Conrad Meit or (usual in German) Conrat Meit (1480s in Worms; 1550/1551 in Antwerp) was a German-born Late Gothic and Renaissance sculptor, who spent most of his career in the Low Countries.

The royal tombs that were his largest works still had elaborate Late Gothic architectural frameworks by others, but Meit's figures were Renaissance in conception and style. Meit's work, with its delicately worked plasticity and pronounced corporality, brought an entirely new form of expression to Late Gothic church sculpture. The anatomy of his nude figures draws more from Albrecht Dürer than from classical sculpture.

Later many of his works in Brussels, Antwerp, Tongerlo Abbey, and elsewhere were destroyed in the Reformation and French Revolution, leaving the three royal monuments at the then newly built Royal Monastery of Brou, Bourg-en-Bresse, as his outstanding surviving large works. A number of small works, including portrait busts in wood, and small statuettes in various materials have survived. The documented tombs and the signed alabaster statuette of Judith (illustrated below) are the main secure works for defining his style.

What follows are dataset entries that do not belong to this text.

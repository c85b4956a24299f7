//! 断言评估器
//!
//! 对探测观察值与期望值进行无状态的比较评估

use crate::config::types::{Assertion, AssertionOperator};
use crate::error::AssertionError;
use tracing::info;

/// 评估单条断言
///
/// 按操作符对观察值和期望值做数值比较。固定集合之外的
/// 操作符返回错误，属于硬性失败而非默认通过。
///
/// # 参数
/// * `assertion` - 断言定义
/// * `actual_value` - 观察到的实际值
///
/// # 返回
/// * `Result<bool, AssertionError>` - 断言是否通过
pub fn evaluate_assertion(
    assertion: &Assertion,
    actual_value: f64,
) -> Result<bool, AssertionError> {
    let expected_value = assertion.value.as_f64();

    info!(
        "评估 {} 断言: {} {} {}",
        assertion.kind, actual_value, assertion.operator, assertion.value
    );

    match assertion.operator {
        AssertionOperator::Equals => Ok(actual_value == expected_value),
        AssertionOperator::NotEquals => Ok(actual_value != expected_value),
        AssertionOperator::GreaterThan => Ok(actual_value > expected_value),
        AssertionOperator::LessThan => Ok(actual_value < expected_value),
        AssertionOperator::Unsupported => Err(AssertionError::UnsupportedOperator {
            operator: assertion.operator.to_string(),
        }),
    }
}
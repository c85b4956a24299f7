//! 命令行接口模块
//!
//! 提供命令行参数解析和命令处理功能

pub mod args;
pub mod commands;

pub use args::{Args, Commands, LogLevel, OutputFormat};
pub use commands::{Command, InitCommand, ValidateCommand, VersionCommand};
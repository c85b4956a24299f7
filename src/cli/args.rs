//! 命令行参数定义
//!
//! 使用clap定义应用程序的命令行接口

use clap::{Parser, Subcommand, ValueEnum};
use std::path::PathBuf;

/// Canary Vitals - 配置驱动的合成HTTP监控执行器
#[derive(Parser, Debug, Clone)]
#[command(
    name = "canary-vitals",
    version = crate::VERSION,
    about = crate::APP_DESCRIPTION,
    long_about = None
)]
pub struct Args {
    /// 配置文件路径
    #[arg(
        short,
        long,
        value_name = "FILE",
        help = "配置文件路径",
        env = "CANARY_VITALS_CONFIG"
    )]
    pub config: Option<PathBuf>,

    /// 日志级别
    #[arg(
        short,
        long,
        value_enum,
        default_value = "info",
        help = "日志级别",
        env = "CANARY_VITALS_LOG_LEVEL"
    )]
    pub log_level: LogLevel,

    /// 是否启用详细输出
    #[arg(short, long, help = "启用详细输出")]
    pub verbose: bool,

    /// 子命令
    #[command(subcommand)]
    pub command: Commands,
}

/// 日志级别枚举
#[derive(ValueEnum, Clone, Debug, PartialEq)]
pub enum LogLevel {
    /// 调试级别
    Debug,
    /// 信息级别
    Info,
    /// 警告级别
    Warn,
    /// 错误级别
    Error,
}

impl From<LogLevel> for log::LevelFilter {
    fn from(level: LogLevel) -> Self {
        match level {
            LogLevel::Debug => log::LevelFilter::Debug,
            LogLevel::Info => log::LevelFilter::Info,
            LogLevel::Warn => log::LevelFilter::Warn,
            LogLevel::Error => log::LevelFilter::Error,
        }
    }
}

impl std::fmt::Display for LogLevel {
    fn fmt(&self, f: &mut std::fmt::Formatter<'_>) -> std::fmt::Result {
        match self {
            LogLevel::Debug => write!(f, "debug"),
            LogLevel::Info => write!(f, "info"),
            LogLevel::Warn => write!(f, "warn"),
            LogLevel::Error => write!(f, "error"),
        }
    }
}

/// 子命令定义
#[derive(Subcommand, Debug, Clone)]
pub enum Commands {
    /// 执行一次canary探测并输出结论
    Run {
        /// 输出格式
        #[arg(short, long, value_enum, default_value = "text", help = "输出格式")]
        format: OutputFormat,
    },

    /// 验证配置文件
    Validate {
        /// 配置文件路径
        #[arg(value_name = "FILE", help = "配置文件路径")]
        config_path: Option<PathBuf>,

        /// 是否显示详细信息
        #[arg(short, long, help = "显示详细信息")]
        verbose: bool,
    },

    /// 初始化配置文件
    Init {
        /// 配置文件路径
        #[arg(
            value_name = "FILE",
            help = "配置文件路径",
            default_value = "config.toml"
        )]
        config_path: PathBuf,

        /// 是否覆盖现有文件
        #[arg(short, long, help = "覆盖现有文件")]
        force: bool,
    },

    /// 显示版本信息
    Version {
        /// 输出格式
        #[arg(short, long, value_enum, default_value = "text", help = "输出格式")]
        format: OutputFormat,
    },
}

/// 输出格式枚举
#[derive(ValueEnum, Clone, Debug, PartialEq)]
pub enum OutputFormat {
    /// 文本格式
    Text,
    /// JSON格式
    Json,
}

impl Args {
    /// 获取配置文件路径
    pub fn get_config_path(&self) -> PathBuf {
        if let Some(config) = self.config.clone() {
            config
        } else {
            crate::config::loader::get_default_config_path()
        }
    }

    /// 是否启用详细输出
    pub fn is_verbose(&self) -> bool {
        self.verbose || matches!(self.log_level, LogLevel::Debug)
    }
}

Meit's date of birth at Worms on the Rhine is unknown, and his early life and training are not recorded. He was employed at the court of Frederick III, Elector of Saxony before 1506 and came to work at the Wittenberg court at the request of Lucas Cranach the Elder, where he probably worked in Cranach's workshop between 1505 and 1511. He then went to Middelburg to work for Philip of Burgundy, the illegitimate son of Philip the Good, Duke of Burgundy, who was later to be suddenly made Bishop of Utrecht. From 1514 until her death in 1530 Meit was court sculptor to the Archduchess Margaret of Austria, the Regent of the Netherlands, mainly based at Mechelen. In 1534 he moved to Antwerp, buying a house there and joining the Guild of St Luke there in 1536. Works produced by Meit there are documented until 1544, but were all lost to later iconoclasm.